This study explores the classification error of Mixture Discriminant Analysis (MDA) in scenarios where the number of mixture components exceeds those present in the actual data distribution, a condition known as overspecification. We use a two-component Gaussian mixture model within each class to fit data generated from a single Gaussian, analyzing both the algorithmic convergence of the Expectation-Maximization (EM) algorithm and the statistical classification error. We demonstrate that, with suitable initialization, the EM algorithm converges exponentially fast to the Bayes risk at the population level. Further, we extend our results to finite samples, showing that the classification error converges to Bayes risk with a rate $n^{-1/2}$ under mild conditions on the initial parameter estimates and sample size. This work provides a rigorous theoretical framework for understanding the performance of overspecified MDA, which is often used empirically in complex data settings, such as image and text classification.
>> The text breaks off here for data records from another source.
//! Run orchestration.
//!
//! Order of a run: safety checks, deletion, schema, record types, graph,
//! target lookups, product catalog, placeholders, create phase (ledger written whatever its
//! result), update phase. Any error ends the run; the outcome still lists
//! the kinds that finished before it.

use std::path::Path;
use std::sync::Arc;
use std::time::Instant;

use thiserror::Error;

use crate::audit::write_ledger;
use crate::catalog::resolve_catalog;
use crate::config::Config;
use crate::deletion::{ensure_distinct, verify_sandbox, DeletionGuard, DeletionReport};
use crate::dispatch::Dispatcher;
use crate::dummy::{needed_placeholders, Placeholders};
use crate::error::MigrationError;
use crate::graph::{GraphBuilder, GraphLimits, MigrationGraph};
use crate::id_map::IdentifierMap;
use crate::phase1::{run_phase1, Phase1Report};
use crate::phase2::{run_phase2, Phase2Report};
use crate::record_types::{resolve_type_codes, TypeCodeMap};
use crate::schema::{introspect, SchemaRegistry};
use crate::store::RecordStore;
use crate::summary::MigrationOutcome;
use crate::transform::TargetDirectory;
use crate::types::RecordKind;

/// Read-only state shared by both phases.
pub struct RunContext<'a> {
    pub config: &'a Config,
    pub graph: &'a MigrationGraph,
    pub schema: &'a SchemaRegistry,
    pub type_codes: &'a TypeCodeMap,
    pub directory: &'a TargetDirectory,
    pub placeholders: &'a Placeholders,
    pub dispatcher: &'a Dispatcher,
}

/// A run that stopped early, with what it got done.
#[derive(Debug, Error)]
#[error("{error}")]
pub struct Aborted {
    pub error: MigrationError,
    pub outcome: MigrationOutcome,
}

#[derive(Default)]
struct RunState {
    deletion: DeletionReport,
    phase1: Phase1Report,
    phase2: Option<Phase2Report>,
}

pub struct Migration {
    config: Config,
    source: Arc<dyn RecordStore>,
    target: Arc<dyn RecordStore>,
}

impl Migration {
    pub fn new(config: Config, source: Arc<dyn RecordStore>, target: Arc<dyn RecordStore>) -> Self {
        Self {
            config,
            source,
            target,
        }
    }

    pub async fn run(&self) -> Result<MigrationOutcome, Aborted> {
        let started = Instant::now();
        let mut state = RunState::default();
        let result = self.execute(&mut state).await;

        let mut outcome = MigrationOutcome::from_phases(&state.phase1, state.phase2.as_ref());
        outcome.deleted = state.deletion.total_deleted();
        let mut issues = state.deletion.issues;
        issues.append(&mut outcome.issues);
        outcome.issues = issues;
        outcome.elapsed = started.elapsed();
        outcome.completed = result.is_ok();

        match result {
            Ok(()) => {
                log::info!("Migration finished in {}", crate::summary::format_elapsed(outcome.elapsed));
                Ok(outcome)
            }
            Err(error) => {
                log::error!("Migration aborted: {}", error);
                Err(Aborted { error, outcome })
            }
        }
    }

    async fn execute(&self, state: &mut RunState) -> Result<(), MigrationError> {
        let config = &self.config;
        config.validate()?;
        let source = self.source.as_ref();
        let target = self.target.as_ref();

        ensure_distinct(source, target)?;
        verify_sandbox(target).await?;

        let work_dir = config.work_dir();
        let dispatcher = Dispatcher::new(self.target.clone(), &config.bulk);
        if config.delete_existing_records {
            state.deletion = DeletionGuard::new(target, &dispatcher, config.delete_scope, &work_dir)
                .run()
                .await?;
        } else {
            log::info!("Deletion disabled; existing target records are left in place");
        }

        let limits = GraphLimits::from_config(config)?;
        let kinds = limits.active_kinds();
        let schema = introspect(source, target, &kinds).await?;
        let type_codes = resolve_type_codes(source, target, &kinds)
            .await
            .map_err(|e| MigrationError::store("Resolving record types", e))?;
        let graph = GraphBuilder::new(source, &schema, limits)
            .build(&config.accounts)
            .await?;
        let mut directory = TargetDirectory::load(target, &graph).await?;
        resolve_catalog(source, target, &graph, &mut directory).await?;
        let placeholders = Placeholders::ensure(
            target,
            &needed_placeholders(&graph, &schema, config.defer_optional_references),
        )
        .await?;

        let ctx = RunContext {
            config,
            graph: &graph,
            schema: &schema,
            type_codes: &type_codes,
            directory: &directory,
            placeholders: &placeholders,
            dispatcher: &dispatcher,
        };

        let mut ids = IdentifierMap::new();
        let created = run_phase1(&ctx, &mut ids, &state.deletion.retained, &mut state.phase1).await;
        let ledger = write_ledgers(&work_dir, &state.phase1);
        created?;
        ledger?;
        log::info!("Create phase complete: {} record(s) mapped", ids.len());

        let mut phase2 = Phase2Report::default();
        let updated = run_phase2(&ctx, &ids, &state.phase1, &mut phase2).await;
        state.phase2 = Some(phase2);
        updated
    }
}

fn write_ledgers(work_dir: &Path, phase1: &Phase1Report) -> Result<(), MigrationError> {
    for kind in RecordKind::CREATION_ORDER {
        let entries = phase1.ledger.get(&kind).map(Vec::as_slice).unwrap_or(&[]);
        let path = write_ledger(work_dir, kind, entries)?;
        log::debug!("Ledger {} written ({} entries)", path.display(), entries.len());
    }
    Ok(())
}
To validate our theory, we conduct experiments on remote sensing datasets.

翻译：本研究探讨了混合判别分析在混合成分数量超过实际数据分布中真实成分数量（即过指定条件）下的分类误差。我们在每个类别内使用双组分高斯混合模型来拟合由单一高斯分布生成的数据，同时分析了期望最大化算法的算法收敛性和统计分类误差。我们证明，在适当的初始化条件下，EM算法在总体水平上以指数级速度收敛至贝叶斯风险。进一步，我们将结果推广至有限样本情形，表明在初始参数估计和样本量满足温和条件时，分类误差以$n^{-1/2}$的速率收敛至贝叶斯风险。这项工作为理解过指定MDA的性能提供了严格的理论框架，该框架在图像与文本分类等复杂数据场景中具有广泛经验应用。为验证理论，我们在遥感数据集上进行了实验验证。